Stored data

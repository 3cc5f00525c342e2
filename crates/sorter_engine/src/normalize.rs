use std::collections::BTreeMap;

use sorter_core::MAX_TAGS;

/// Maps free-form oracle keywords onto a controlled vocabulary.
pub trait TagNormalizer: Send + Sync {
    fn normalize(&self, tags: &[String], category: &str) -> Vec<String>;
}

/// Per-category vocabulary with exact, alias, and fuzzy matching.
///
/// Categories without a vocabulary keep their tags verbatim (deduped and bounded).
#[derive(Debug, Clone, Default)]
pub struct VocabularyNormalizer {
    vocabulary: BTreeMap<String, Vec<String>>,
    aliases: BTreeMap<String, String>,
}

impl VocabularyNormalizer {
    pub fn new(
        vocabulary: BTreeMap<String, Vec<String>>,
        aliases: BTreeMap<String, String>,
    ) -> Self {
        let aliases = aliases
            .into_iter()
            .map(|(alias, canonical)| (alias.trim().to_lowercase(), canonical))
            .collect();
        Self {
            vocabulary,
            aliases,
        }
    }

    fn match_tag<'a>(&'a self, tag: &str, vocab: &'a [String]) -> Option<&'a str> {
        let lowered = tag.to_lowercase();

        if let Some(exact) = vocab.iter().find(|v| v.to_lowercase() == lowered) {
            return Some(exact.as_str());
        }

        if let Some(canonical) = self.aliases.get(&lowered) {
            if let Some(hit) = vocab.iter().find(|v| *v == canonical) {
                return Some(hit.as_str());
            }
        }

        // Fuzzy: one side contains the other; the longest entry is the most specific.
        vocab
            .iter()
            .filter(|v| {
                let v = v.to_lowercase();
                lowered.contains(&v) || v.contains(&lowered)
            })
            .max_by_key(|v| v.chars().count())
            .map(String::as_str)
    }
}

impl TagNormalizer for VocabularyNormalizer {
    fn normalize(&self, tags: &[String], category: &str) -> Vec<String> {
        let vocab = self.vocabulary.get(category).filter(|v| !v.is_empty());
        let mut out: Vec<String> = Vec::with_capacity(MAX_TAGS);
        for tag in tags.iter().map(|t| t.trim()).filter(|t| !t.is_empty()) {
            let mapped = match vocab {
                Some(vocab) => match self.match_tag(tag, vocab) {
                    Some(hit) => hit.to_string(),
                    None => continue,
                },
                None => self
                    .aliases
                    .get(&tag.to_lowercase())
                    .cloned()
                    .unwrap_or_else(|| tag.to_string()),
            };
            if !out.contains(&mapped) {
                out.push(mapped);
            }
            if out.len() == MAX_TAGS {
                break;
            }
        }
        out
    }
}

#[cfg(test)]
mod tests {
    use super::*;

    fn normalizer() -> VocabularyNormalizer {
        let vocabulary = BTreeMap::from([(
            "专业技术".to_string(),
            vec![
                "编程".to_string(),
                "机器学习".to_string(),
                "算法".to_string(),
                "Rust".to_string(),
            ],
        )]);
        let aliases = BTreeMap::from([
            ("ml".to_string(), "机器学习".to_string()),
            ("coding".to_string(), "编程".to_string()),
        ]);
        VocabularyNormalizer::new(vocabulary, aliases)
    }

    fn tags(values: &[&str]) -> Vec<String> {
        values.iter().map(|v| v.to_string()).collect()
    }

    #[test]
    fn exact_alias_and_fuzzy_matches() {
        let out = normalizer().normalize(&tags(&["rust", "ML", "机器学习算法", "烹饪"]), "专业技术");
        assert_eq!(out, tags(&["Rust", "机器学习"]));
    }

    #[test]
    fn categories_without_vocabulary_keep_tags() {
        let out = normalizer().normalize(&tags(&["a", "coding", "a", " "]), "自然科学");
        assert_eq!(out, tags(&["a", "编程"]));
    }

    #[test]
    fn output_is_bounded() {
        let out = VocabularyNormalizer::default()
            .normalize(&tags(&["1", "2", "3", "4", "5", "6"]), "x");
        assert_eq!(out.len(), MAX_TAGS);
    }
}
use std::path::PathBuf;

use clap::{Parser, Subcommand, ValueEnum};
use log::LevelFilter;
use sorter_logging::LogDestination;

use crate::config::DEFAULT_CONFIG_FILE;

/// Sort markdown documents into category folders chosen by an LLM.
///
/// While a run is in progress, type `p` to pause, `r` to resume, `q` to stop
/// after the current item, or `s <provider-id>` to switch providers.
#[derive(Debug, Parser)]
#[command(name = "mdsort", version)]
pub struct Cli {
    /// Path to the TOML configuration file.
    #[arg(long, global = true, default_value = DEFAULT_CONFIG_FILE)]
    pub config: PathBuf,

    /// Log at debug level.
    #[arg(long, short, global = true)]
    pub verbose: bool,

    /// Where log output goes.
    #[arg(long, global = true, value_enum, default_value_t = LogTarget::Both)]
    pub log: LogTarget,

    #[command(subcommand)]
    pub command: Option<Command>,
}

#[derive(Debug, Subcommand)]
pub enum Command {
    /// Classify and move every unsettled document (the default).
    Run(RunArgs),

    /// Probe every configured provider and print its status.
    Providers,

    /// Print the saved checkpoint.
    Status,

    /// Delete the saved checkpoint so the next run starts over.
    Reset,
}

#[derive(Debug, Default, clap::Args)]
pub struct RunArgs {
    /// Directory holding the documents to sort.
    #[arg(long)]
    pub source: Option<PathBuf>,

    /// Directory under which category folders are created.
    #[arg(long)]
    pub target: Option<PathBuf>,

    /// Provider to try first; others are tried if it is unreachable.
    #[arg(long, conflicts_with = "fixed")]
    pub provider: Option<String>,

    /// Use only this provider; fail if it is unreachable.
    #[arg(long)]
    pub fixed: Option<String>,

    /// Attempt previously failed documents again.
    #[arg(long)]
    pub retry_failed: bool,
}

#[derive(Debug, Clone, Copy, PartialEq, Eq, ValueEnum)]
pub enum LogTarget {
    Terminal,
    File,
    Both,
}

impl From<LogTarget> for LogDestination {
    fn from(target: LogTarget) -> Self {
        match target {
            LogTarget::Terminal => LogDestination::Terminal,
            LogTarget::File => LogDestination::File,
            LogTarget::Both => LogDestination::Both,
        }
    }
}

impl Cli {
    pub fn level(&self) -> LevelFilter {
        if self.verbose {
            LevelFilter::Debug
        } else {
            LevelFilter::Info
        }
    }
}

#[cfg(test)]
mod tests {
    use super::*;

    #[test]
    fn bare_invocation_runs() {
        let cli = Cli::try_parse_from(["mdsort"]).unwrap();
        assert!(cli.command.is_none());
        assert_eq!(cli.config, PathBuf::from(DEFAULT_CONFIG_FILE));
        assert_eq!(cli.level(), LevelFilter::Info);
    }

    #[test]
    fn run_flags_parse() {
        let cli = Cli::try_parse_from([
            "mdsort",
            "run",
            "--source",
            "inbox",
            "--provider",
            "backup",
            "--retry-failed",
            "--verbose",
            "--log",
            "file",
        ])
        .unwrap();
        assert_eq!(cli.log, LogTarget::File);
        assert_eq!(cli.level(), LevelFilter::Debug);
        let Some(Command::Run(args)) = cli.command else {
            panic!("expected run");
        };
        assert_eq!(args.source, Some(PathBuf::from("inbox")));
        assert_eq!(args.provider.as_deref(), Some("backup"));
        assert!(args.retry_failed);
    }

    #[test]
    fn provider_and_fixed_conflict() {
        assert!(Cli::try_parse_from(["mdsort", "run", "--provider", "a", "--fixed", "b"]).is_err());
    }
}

---

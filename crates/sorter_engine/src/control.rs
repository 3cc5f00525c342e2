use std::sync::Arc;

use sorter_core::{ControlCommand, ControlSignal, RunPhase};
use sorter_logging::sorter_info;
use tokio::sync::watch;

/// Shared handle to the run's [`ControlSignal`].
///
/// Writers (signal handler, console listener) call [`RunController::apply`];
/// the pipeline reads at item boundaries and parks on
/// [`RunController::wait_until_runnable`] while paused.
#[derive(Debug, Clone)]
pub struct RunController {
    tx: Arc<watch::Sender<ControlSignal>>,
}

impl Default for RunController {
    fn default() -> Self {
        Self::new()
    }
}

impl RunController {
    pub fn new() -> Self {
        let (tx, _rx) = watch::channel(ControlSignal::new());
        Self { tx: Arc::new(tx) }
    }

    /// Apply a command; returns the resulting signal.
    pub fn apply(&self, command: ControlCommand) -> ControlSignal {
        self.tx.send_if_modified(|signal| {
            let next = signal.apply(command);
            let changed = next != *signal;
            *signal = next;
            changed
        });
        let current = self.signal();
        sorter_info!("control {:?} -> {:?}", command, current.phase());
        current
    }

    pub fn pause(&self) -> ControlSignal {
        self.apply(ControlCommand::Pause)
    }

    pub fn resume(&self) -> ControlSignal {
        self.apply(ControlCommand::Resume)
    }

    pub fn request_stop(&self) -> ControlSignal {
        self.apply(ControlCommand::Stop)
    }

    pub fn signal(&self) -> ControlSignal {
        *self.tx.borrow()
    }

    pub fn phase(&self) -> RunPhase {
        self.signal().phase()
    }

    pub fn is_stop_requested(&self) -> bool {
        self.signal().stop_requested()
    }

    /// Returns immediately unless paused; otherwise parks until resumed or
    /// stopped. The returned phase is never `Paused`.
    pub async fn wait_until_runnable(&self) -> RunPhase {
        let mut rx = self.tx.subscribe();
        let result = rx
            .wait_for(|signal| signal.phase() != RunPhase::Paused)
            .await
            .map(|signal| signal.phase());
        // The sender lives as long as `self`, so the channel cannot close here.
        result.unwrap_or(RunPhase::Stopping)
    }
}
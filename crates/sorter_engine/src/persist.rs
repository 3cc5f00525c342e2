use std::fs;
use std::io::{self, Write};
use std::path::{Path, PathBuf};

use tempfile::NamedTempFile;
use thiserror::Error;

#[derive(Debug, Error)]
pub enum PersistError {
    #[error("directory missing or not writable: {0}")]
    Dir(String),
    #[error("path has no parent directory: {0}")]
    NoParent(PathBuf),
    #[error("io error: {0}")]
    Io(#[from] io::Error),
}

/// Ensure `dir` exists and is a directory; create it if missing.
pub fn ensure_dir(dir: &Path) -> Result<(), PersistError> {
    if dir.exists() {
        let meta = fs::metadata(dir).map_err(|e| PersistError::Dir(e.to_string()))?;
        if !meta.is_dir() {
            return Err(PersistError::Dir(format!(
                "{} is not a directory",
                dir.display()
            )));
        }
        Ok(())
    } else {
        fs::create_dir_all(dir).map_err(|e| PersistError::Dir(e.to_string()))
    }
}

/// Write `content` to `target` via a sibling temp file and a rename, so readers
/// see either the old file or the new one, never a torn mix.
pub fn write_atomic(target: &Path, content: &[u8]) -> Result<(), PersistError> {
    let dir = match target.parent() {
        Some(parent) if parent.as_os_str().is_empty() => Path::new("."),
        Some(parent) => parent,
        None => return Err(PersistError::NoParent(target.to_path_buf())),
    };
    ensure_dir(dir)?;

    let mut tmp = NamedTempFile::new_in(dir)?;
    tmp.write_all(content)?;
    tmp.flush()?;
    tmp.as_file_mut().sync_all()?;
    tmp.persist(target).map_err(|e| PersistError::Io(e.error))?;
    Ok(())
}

*WORK ORDER:* Which of the lines above contain "coding"? Return them all.

*RESULT OF THE TASK:*
            ("coding".to_string(), "编程".to_string()),
        let out = normalizer().normalize(&tags(&["a", "coding", "a", " "]), "自然科学");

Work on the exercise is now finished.